» **EXERCISE OBJECTIVE**:
Whenever a line carries the word "NewSpecies", pull it out of the entries.

» **Collected data**:

__________________________________________________

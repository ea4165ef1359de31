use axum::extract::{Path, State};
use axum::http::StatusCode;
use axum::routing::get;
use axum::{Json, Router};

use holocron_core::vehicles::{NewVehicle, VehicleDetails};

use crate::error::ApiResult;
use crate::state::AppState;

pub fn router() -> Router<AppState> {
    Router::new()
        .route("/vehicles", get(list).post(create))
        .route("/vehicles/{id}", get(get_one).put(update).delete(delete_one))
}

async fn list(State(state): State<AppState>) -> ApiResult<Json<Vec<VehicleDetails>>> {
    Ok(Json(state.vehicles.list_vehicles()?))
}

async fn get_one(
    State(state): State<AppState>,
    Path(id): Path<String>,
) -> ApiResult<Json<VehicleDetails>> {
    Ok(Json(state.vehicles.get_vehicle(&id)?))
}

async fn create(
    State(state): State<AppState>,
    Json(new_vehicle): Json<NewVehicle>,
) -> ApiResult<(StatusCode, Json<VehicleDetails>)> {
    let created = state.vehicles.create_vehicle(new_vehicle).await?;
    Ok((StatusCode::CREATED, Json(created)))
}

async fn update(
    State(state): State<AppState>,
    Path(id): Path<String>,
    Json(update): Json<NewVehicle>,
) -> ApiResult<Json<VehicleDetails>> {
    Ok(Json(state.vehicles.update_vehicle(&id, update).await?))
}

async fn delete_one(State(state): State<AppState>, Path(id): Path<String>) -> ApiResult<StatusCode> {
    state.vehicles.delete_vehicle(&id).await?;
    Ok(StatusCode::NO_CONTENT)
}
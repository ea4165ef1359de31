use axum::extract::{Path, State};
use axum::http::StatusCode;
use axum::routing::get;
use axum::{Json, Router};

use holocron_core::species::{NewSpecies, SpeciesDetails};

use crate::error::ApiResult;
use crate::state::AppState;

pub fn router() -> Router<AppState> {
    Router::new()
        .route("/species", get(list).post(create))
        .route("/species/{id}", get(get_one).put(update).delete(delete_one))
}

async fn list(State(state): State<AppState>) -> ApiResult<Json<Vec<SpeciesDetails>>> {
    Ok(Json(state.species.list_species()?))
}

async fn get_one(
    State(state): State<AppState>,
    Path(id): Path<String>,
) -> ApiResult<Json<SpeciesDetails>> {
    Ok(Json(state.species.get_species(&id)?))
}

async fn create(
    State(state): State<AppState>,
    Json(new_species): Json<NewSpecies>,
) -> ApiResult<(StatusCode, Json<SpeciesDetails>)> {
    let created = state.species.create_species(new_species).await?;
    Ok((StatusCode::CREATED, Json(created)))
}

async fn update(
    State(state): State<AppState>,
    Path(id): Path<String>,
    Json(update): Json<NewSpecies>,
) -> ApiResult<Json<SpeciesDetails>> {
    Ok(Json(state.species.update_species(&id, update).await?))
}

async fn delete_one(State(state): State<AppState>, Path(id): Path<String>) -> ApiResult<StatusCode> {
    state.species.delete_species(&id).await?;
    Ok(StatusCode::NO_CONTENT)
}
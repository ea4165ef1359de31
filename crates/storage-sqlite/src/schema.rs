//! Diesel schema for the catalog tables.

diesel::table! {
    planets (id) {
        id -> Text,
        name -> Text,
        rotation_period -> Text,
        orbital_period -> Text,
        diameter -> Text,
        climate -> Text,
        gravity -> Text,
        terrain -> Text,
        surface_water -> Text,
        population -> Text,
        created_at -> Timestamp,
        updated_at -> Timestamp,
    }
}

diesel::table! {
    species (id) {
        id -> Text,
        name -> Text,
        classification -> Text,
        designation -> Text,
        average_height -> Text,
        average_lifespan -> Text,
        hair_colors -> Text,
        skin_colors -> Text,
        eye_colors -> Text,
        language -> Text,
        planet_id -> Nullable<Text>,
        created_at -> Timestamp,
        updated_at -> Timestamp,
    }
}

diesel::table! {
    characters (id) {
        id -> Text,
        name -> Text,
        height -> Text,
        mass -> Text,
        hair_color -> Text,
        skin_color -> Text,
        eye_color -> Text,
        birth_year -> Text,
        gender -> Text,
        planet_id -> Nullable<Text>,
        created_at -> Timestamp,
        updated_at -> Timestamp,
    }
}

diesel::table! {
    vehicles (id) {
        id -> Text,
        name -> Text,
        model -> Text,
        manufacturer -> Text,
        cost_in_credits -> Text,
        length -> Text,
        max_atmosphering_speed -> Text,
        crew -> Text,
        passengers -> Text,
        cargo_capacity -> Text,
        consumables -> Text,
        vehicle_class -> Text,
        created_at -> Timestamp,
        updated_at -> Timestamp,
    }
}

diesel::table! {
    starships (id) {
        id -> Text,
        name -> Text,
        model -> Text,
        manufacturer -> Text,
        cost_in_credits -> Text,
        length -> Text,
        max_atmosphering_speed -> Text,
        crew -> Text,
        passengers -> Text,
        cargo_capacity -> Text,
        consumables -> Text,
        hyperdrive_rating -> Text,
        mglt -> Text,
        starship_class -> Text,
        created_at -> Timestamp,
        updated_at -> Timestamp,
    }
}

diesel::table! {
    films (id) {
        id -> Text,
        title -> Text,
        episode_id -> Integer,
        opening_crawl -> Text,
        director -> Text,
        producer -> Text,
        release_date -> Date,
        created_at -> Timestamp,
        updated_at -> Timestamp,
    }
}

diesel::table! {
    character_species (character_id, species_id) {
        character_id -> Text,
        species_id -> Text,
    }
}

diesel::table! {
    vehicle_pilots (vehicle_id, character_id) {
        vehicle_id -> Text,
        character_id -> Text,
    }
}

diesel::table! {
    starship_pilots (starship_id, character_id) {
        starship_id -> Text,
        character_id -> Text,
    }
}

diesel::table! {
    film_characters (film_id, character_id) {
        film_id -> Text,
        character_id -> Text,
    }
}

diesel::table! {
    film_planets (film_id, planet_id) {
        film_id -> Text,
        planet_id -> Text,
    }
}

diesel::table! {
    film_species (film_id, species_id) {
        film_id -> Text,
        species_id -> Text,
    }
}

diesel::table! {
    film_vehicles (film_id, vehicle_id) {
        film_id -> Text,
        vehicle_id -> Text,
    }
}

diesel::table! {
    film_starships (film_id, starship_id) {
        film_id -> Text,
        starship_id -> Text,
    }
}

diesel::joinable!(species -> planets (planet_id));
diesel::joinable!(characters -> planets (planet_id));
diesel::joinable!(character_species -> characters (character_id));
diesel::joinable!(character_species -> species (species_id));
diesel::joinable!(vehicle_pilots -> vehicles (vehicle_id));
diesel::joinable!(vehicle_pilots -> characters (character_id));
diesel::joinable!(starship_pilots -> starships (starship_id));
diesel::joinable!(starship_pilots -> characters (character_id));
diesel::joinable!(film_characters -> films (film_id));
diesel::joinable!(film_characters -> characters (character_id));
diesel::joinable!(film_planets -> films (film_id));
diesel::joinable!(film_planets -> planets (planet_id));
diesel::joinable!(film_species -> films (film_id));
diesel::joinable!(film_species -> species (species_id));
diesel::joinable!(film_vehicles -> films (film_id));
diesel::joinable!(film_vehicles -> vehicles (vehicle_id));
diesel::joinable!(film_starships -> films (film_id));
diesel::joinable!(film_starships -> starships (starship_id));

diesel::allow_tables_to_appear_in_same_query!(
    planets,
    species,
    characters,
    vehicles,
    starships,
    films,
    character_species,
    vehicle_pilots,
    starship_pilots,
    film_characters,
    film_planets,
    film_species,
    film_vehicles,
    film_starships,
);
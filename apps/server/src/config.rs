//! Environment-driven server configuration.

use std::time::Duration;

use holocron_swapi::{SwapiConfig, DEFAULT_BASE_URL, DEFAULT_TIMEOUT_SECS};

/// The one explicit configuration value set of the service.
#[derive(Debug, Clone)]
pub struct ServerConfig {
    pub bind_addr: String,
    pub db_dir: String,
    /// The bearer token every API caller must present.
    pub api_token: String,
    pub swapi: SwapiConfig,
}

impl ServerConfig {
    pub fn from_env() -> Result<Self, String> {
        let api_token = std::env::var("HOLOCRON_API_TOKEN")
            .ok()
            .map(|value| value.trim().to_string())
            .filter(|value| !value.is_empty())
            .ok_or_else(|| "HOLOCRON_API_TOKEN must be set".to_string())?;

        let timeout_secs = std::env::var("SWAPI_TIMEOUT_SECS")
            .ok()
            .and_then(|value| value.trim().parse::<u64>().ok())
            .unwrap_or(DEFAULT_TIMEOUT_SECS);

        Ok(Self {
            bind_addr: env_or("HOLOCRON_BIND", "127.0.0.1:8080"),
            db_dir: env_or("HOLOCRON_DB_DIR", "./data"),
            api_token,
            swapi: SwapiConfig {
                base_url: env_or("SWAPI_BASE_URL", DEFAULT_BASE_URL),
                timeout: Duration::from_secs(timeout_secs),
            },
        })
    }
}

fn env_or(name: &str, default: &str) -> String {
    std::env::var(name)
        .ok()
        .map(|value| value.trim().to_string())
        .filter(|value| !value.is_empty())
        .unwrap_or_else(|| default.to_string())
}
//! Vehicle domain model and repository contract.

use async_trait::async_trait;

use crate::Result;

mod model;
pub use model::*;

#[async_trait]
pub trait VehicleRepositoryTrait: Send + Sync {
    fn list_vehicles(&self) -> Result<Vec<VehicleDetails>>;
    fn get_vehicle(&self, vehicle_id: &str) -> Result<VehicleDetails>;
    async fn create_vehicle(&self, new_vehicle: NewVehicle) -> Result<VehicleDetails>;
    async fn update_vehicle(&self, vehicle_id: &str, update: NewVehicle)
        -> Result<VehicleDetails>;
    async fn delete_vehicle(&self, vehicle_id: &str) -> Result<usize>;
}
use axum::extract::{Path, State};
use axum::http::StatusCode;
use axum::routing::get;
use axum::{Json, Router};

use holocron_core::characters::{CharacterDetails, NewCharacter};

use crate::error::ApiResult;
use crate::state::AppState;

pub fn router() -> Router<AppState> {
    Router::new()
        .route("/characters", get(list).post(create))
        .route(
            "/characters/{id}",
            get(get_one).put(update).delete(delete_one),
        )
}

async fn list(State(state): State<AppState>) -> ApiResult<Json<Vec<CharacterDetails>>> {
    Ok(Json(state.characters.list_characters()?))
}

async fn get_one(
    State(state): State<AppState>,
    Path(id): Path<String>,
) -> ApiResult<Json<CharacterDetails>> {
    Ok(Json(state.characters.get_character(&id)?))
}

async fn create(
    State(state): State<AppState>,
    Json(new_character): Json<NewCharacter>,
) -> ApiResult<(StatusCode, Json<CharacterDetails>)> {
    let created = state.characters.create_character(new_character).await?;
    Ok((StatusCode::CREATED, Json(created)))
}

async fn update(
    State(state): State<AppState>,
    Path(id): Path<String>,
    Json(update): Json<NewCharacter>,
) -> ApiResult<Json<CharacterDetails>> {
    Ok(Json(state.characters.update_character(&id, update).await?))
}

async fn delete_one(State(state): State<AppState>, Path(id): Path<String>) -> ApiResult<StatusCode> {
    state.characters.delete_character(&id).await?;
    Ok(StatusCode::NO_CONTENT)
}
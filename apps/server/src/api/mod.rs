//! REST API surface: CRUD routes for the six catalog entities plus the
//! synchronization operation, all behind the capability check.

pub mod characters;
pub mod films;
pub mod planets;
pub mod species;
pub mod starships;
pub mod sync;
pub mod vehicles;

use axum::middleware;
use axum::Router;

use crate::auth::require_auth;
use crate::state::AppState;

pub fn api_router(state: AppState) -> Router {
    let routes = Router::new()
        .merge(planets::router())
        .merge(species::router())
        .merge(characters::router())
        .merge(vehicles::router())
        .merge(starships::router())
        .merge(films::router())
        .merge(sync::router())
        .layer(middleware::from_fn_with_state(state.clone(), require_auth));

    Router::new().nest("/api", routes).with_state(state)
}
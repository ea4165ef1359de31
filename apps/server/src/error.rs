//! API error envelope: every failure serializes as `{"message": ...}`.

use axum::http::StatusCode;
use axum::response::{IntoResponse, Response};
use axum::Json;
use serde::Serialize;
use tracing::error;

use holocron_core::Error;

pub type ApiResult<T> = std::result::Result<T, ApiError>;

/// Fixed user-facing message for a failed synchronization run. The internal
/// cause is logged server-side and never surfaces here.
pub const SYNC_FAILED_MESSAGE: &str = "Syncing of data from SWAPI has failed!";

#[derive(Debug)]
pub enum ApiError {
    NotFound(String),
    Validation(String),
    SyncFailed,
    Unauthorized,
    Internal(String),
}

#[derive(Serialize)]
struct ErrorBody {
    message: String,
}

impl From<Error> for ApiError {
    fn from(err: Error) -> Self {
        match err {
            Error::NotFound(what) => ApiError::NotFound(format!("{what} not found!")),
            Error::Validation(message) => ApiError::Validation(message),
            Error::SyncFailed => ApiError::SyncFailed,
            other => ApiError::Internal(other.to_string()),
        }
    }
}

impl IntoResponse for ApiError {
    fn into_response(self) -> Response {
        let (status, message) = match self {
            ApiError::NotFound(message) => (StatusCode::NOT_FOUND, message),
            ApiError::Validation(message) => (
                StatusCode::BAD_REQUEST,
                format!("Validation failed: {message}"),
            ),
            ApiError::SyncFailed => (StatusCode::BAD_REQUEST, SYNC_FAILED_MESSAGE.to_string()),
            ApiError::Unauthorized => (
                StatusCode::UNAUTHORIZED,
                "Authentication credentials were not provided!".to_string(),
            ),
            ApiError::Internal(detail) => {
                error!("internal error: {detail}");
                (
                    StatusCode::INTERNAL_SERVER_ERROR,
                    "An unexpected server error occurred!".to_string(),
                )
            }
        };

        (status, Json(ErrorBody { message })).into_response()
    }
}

__________________________________________________

» **SOLVED EXERCISE**:
use holocron_core::species::{NewSpecies, SpeciesDetails};
    Json(new_species): Json<NewSpecies>,
    Json(update): Json<NewSpecies>,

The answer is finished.